Maybe that’s why the Thunderbolts credits scenes are record-breaking in length. We’re looking at 3 minutes of additional content. Yeah, we need three minutes of banter between the New Avengers to get these connections to The Fantastic Four ahead of Doomsday.
These relationships need to make sense by the time Robert Downey Jr.’s Doctor Doom threatens the multiverse, including Earth-616’s new and old Avengers.
It turns out that the pivotal Fantastic Four credits scene wasn’t even decided during the Thunderbolts* principal shooting. It wasn’t even shot at the time. Instead, Marvel filmed the whole thing a few weeks ago.

Thunderbolts* director Jake Schreier said in an interview that they always knew where the story would lead, that the Thunderbolts would become the New Avengers. But the specifics of the final credits scene came together only a few weeks ago, with the entire thing having been shot maybe a month ago.
Schreier didn’t even film that scene, though he said he was on set when it happened. As for that set, it’s from an MCU movie that’s starting production about now, the director teased. That can only be Avengers: Doomsday, which Kevin Feige recently confirmed that it started filming.
Where’s Doctor Doom?
That Marvel took so long to develop a great Thunderbolts* credits scene shows they might have been considering their options.

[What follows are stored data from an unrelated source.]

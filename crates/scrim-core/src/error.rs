//! Error types for the evaluation session controller
//!
//! Every failure the controller can hit is represented here as data. None of
//! these are meant to terminate the hosting process: callers render them as
//! warnings or as the error field of a failed session.

use std::path::PathBuf;

use thiserror::Error;

/// Result type alias for controller operations
pub type ScrimResult<T> = Result<T, ScrimError>;

/// Bad operator input, detected before a run is ever started
#[derive(Error, Debug, Clone, PartialEq)]
pub enum ValidationError {
    /// Prompt is empty or whitespace-only
    #[error("agent prompt is empty")]
    EmptyPrompt,

    /// A numeric evaluation parameter is outside its declared bounds
    #[error("{field} = {value} is outside the allowed range [{min}, {max}]")]
    OutOfRange {
        field: &'static str,
        value: String,
        min: String,
        max: String,
    },

    /// min_difficulty > max_difficulty
    #[error("minimum difficulty {min} is greater than maximum difficulty {max}")]
    InvertedDifficulty { min: u8, max: u8 },

    /// Freeform model name left blank
    #[error("no model name given for provider '{provider}'")]
    EmptyModel { provider: String },

    /// Model not in the provider's allowed list
    #[error("model '{model}' is not available for provider '{provider}'")]
    UnknownModel { provider: String, model: String },

    /// Provider identifier not recognised
    #[error("unknown LLM provider '{0}'")]
    UnknownProvider(String),
}

impl ValidationError {
    pub(crate) fn out_of_range(
        field: &'static str,
        value: impl ToString,
        min: impl ToString,
        max: impl ToString,
    ) -> Self {
        Self::OutOfRange {
            field,
            value: value.to_string(),
            min: min.to_string(),
            max: max.to_string(),
        }
    }
}

/// Main error type for the controller
#[derive(Error, Debug, Clone)]
pub enum ScrimError {
    /// Operator input rejected
    #[error("Invalid input: {0}")]
    Validation(#[from] ValidationError),

    /// Credential store missing or unparsable
    #[error("Credential store unavailable at {}: {reason}", path.display())]
    StoreUnavailable { path: PathBuf, reason: String },

    /// Operation not allowed in the current session state
    #[error("Cannot start a run while the session is {state}")]
    InvalidState { state: String },

    /// The external engine raised or panicked
    #[error("Evaluation failed: {0}")]
    ExecutorFailure(String),

    /// No experiment output could be located
    #[error("No results found: {0}")]
    ResultsNotFound(String),

    /// Result table exists but a required cell could not be read
    #[error("Malformed results table: {0}")]
    MalformedResults(String),

    /// Settings file problems
    #[error("Configuration error: {0}")]
    Config(String),

    /// IO errors
    #[error("IO error: {0}")]
    Io(String),
}

impl ScrimError {
    /// Create a store-unavailable error
    pub fn store_unavailable(path: impl Into<PathBuf>, reason: impl Into<String>) -> Self {
        Self::StoreUnavailable {
            path: path.into(),
            reason: reason.into(),
        }
    }

    /// Create a results-not-found error
    pub fn results_not_found(message: impl Into<String>) -> Self {
        Self::ResultsNotFound(message.into())
    }

    /// Create a malformed-results error
    pub fn malformed(message: impl Into<String>) -> Self {
        Self::MalformedResults(message.into())
    }

    /// Create a configuration error
    pub fn config(message: impl Into<String>) -> Self {
        Self::Config(message.into())
    }

    /// Create an IO error
    pub fn io(message: impl Into<String>) -> Self {
        Self::Io(message.into())
    }

    /// Whether the operator can carry on after seeing this error.
    ///
    /// Store, state, executor and results problems are shown as warnings;
    /// the session stays usable. Settings and IO errors usually mean the
    /// command itself cannot proceed.
    pub fn is_recoverable(&self) -> bool {
        !matches!(self, ScrimError::Config(_) | ScrimError::Io(_))
    }

    /// Short actionable hint for the operator
    pub fn suggestion(&self) -> Option<&'static str> {
        match self {
            ScrimError::Validation(ValidationError::EmptyPrompt) => {
                Some("Provide an agent prompt with --prompt or --prompt-file")
            }
            ScrimError::Validation(_) => Some("Check the evaluation parameters and model name"),
            ScrimError::StoreUnavailable { .. } => Some("Run 'scrim keys setup' to create it"),
            ScrimError::InvalidState { .. } => Some("Reset the session before starting again"),
            ScrimError::ResultsNotFound(_) => {
                Some("The evaluation may still be running or may have failed")
            }
            _ => None,
        }
    }
}

impl From<std::io::Error> for ScrimError {
    fn from(err: std::io::Error) -> Self {
        Self::Io(err.to_string())
    }
}
//! Scrim CLI application
//!
//! Operator front end for evaluation sessions: build a run configuration
//! from an agent prompt, launch the simulation engine, and inspect the
//! scored scenarios it produces.
//!
//! # Installation
//!
//! ```bash
//! cargo install --path crates/scrim-cli
//! ```

mod args;
mod commands;
mod console;
mod router;

use args::{Cli, LogFormat};
use clap::Parser;
use tracing_subscriber::EnvFilter;

#[tokio::main]
async fn main() -> anyhow::Result<()> {
    let cli = Cli::parse();
    init_logging(cli.verbose, cli.log_format);

    router::route(cli).await
}

/// Logs go to stderr; RUST_LOG takes precedence over --verbose
fn init_logging(verbose: bool, format: LogFormat) {
    let default_level = if verbose { "debug" } else { "warn" };
    let filter =
        EnvFilter::try_from_default_env().unwrap_or_else(|_| EnvFilter::new(default_level));

    let builder = tracing_subscriber::fmt()
        .with_env_filter(filter)
        .with_writer(std::io::stderr);

    match format {
        LogFormat::Json => builder.json().init(),
        LogFormat::Text => builder.init(),
    }
}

Remember that the biggest loose end Marvel must address is Doctor Doom’s absence from the Multiverse Saga movies or TV shows released so far. We only have one movie to go until Doomsday, and we haven’t seen Doom. Compare that to the movies leading up to Infinity War that had plenty of Thanos (Josh Brolin) in the credits scenes.
I know, I know, Doom has only recently replaced Kang (Jonathan Majors), the former big villain of the Multiverse Saga. But Marvel still decided not to show any Doctor Doom teaser in two of the three MCU films hitting cinemas before Doomsday. At this point, I wonder if The Fantastic Four will have a Doctor Doom hook at the end or not.
That said, I can’t but wonder if the Fantastic Four arrival in the main Earth-616 reality is how Doomsday starts, but that’s a story for a different day. Because, yes, we somehow have to figure out why, of all of the multiverse’s Avengers, Doom will fight the ones in Earth-616.